Task prompt: Please write out exactly the lines of the data below from the line holding "body, in rows." through the line holding "refilters and resets the", and leave out the rest.

Information shown:
Segment Open
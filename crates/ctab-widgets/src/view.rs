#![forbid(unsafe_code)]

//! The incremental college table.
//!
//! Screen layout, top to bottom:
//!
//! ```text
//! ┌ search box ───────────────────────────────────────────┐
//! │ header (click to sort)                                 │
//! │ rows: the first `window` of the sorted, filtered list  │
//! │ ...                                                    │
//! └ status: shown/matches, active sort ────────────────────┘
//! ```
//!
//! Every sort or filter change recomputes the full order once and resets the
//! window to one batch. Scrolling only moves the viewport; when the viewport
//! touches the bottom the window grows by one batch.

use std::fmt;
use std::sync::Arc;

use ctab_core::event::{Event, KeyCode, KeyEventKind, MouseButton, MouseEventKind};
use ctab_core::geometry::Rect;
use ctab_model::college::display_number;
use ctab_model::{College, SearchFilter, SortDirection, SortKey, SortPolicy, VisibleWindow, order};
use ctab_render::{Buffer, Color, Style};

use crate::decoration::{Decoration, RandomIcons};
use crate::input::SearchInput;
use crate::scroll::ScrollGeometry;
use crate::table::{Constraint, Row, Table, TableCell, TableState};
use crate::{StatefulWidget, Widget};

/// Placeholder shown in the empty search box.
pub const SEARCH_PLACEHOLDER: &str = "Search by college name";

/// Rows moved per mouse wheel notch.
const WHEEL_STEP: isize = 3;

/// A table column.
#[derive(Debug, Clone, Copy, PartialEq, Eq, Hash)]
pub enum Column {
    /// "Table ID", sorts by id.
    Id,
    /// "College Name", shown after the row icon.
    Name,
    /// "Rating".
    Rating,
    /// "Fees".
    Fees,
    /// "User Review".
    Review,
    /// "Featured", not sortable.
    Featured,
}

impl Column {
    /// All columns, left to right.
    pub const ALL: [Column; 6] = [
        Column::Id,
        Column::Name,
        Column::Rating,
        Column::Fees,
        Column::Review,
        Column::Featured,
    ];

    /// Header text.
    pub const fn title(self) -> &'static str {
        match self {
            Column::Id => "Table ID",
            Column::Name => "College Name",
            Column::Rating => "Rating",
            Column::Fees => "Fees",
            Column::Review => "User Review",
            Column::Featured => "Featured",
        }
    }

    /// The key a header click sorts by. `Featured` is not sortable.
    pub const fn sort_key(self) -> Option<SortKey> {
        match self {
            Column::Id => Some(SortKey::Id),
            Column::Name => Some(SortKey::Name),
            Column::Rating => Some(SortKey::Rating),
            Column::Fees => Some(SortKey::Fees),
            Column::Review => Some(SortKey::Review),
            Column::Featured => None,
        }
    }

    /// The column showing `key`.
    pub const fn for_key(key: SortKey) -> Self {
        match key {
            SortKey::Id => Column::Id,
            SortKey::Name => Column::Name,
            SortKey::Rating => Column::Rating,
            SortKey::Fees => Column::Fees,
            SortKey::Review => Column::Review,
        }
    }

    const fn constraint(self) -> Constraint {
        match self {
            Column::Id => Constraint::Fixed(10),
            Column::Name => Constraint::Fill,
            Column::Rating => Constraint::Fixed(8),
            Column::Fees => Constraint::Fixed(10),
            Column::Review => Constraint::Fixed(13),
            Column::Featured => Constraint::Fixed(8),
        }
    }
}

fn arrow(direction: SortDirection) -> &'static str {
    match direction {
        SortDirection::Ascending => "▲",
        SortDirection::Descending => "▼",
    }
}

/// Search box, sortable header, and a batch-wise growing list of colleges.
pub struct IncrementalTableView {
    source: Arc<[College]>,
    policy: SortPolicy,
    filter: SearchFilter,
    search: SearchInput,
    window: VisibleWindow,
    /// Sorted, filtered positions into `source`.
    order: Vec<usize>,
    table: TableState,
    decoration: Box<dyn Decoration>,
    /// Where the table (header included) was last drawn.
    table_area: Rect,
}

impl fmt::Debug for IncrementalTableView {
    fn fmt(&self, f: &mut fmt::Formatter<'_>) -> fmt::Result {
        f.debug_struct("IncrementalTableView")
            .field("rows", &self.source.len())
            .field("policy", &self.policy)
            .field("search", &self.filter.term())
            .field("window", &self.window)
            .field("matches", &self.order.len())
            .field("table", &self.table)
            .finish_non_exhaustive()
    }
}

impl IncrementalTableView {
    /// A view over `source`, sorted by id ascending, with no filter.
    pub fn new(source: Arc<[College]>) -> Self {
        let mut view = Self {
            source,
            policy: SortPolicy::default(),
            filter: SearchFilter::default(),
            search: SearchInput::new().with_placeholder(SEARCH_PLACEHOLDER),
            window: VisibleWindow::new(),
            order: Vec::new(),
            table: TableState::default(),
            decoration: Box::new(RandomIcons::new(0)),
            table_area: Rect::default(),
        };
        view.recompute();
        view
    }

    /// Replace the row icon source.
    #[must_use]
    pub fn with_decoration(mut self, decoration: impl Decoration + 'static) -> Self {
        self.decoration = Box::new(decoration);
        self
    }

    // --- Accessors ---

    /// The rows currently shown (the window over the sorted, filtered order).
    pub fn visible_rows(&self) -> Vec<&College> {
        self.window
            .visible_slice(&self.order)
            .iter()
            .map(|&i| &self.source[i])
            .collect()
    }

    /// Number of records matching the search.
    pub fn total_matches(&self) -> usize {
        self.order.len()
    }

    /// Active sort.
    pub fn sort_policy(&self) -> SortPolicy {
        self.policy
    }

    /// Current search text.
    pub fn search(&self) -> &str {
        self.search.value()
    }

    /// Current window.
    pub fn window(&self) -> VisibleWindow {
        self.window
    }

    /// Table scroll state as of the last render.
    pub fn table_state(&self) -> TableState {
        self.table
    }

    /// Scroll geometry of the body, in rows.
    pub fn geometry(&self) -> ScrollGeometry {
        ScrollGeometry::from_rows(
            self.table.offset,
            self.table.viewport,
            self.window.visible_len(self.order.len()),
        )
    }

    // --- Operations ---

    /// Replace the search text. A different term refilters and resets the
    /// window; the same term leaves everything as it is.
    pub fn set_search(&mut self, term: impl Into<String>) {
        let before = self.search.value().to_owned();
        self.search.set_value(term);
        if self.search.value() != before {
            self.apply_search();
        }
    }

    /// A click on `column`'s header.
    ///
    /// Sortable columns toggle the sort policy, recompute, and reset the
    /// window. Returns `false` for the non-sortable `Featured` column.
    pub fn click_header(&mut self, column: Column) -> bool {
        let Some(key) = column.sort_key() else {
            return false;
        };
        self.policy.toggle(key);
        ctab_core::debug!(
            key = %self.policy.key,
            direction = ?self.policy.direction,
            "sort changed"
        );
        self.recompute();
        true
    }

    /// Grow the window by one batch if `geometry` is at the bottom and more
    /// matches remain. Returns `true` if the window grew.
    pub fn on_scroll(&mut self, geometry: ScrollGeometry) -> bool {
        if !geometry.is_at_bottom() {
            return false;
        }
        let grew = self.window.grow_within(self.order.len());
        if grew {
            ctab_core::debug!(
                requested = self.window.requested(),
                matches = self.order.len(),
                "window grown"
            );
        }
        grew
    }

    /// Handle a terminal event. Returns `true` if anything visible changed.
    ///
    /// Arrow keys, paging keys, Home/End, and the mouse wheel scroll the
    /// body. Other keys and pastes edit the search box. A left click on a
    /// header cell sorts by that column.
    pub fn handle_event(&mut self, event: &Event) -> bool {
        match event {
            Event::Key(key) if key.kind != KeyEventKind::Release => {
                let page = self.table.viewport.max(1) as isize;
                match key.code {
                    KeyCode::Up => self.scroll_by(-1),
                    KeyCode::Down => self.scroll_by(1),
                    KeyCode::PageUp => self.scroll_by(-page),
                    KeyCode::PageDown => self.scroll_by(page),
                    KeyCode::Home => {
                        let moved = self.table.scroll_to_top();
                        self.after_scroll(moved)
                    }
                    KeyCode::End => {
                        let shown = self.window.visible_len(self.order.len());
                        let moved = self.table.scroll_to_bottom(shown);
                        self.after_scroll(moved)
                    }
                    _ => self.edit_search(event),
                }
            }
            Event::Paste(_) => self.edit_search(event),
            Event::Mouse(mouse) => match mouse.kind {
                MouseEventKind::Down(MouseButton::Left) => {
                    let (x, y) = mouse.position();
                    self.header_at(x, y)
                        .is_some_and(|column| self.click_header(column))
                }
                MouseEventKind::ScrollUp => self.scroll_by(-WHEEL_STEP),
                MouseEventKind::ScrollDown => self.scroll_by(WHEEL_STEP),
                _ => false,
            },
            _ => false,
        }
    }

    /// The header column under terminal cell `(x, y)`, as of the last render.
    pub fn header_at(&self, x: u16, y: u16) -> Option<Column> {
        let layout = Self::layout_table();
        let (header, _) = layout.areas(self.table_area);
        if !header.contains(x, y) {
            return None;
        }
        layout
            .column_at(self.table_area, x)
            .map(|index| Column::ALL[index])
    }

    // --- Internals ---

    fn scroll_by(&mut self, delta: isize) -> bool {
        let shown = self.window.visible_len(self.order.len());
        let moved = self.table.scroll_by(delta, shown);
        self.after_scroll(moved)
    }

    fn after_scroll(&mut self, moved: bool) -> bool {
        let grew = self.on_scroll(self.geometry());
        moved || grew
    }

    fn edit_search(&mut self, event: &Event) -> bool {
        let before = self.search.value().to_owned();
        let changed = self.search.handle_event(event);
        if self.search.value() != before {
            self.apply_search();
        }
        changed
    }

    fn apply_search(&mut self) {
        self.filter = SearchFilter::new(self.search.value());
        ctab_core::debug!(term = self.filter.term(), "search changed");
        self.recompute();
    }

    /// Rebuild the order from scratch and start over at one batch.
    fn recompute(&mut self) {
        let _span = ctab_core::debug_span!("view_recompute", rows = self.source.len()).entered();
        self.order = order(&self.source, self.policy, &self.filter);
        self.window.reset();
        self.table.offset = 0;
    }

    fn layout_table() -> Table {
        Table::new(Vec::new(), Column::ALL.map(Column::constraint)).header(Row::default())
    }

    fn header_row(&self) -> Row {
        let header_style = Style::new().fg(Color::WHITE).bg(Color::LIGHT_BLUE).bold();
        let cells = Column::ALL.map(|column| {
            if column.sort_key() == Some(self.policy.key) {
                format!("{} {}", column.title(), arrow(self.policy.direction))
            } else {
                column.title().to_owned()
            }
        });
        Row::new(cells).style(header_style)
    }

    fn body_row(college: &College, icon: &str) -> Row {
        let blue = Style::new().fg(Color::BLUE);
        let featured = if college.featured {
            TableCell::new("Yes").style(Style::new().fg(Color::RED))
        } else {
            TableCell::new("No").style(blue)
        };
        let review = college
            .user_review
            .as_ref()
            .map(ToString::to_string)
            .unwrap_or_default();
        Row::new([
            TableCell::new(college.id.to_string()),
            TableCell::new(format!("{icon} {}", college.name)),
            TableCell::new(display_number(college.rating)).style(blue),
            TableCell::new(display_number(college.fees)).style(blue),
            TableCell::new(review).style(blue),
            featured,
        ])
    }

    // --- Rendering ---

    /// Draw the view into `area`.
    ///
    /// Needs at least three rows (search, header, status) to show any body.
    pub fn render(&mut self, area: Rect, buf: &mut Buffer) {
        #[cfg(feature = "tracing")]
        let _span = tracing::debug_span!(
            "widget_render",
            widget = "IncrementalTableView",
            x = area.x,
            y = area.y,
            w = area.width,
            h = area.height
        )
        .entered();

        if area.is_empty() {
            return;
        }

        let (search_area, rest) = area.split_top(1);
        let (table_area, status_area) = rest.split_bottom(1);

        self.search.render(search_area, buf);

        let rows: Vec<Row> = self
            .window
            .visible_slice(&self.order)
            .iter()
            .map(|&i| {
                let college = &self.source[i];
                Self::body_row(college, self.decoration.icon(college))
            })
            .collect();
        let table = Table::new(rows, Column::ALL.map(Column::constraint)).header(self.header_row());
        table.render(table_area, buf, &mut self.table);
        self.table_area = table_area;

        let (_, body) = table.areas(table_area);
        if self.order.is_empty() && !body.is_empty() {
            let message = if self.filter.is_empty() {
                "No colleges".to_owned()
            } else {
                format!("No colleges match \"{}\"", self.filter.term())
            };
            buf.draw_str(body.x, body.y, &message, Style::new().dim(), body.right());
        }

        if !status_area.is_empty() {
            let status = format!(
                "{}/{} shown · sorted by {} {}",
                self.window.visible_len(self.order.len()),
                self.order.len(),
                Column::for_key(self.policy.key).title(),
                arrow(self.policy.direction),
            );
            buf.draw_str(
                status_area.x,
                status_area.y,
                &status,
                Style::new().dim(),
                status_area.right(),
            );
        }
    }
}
Segment Closed
Finished exercise:
    /// Scroll geometry of the body, in rows.
    pub fn geometry(&self) -> ScrollGeometry {
        ScrollGeometry::from_rows(
            self.table.offset,
            self.table.viewport,
            self.window.visible_len(self.order.len()),
        )
    }

    // --- Operations ---

    /// Replace the search text. A different term refilters and resets the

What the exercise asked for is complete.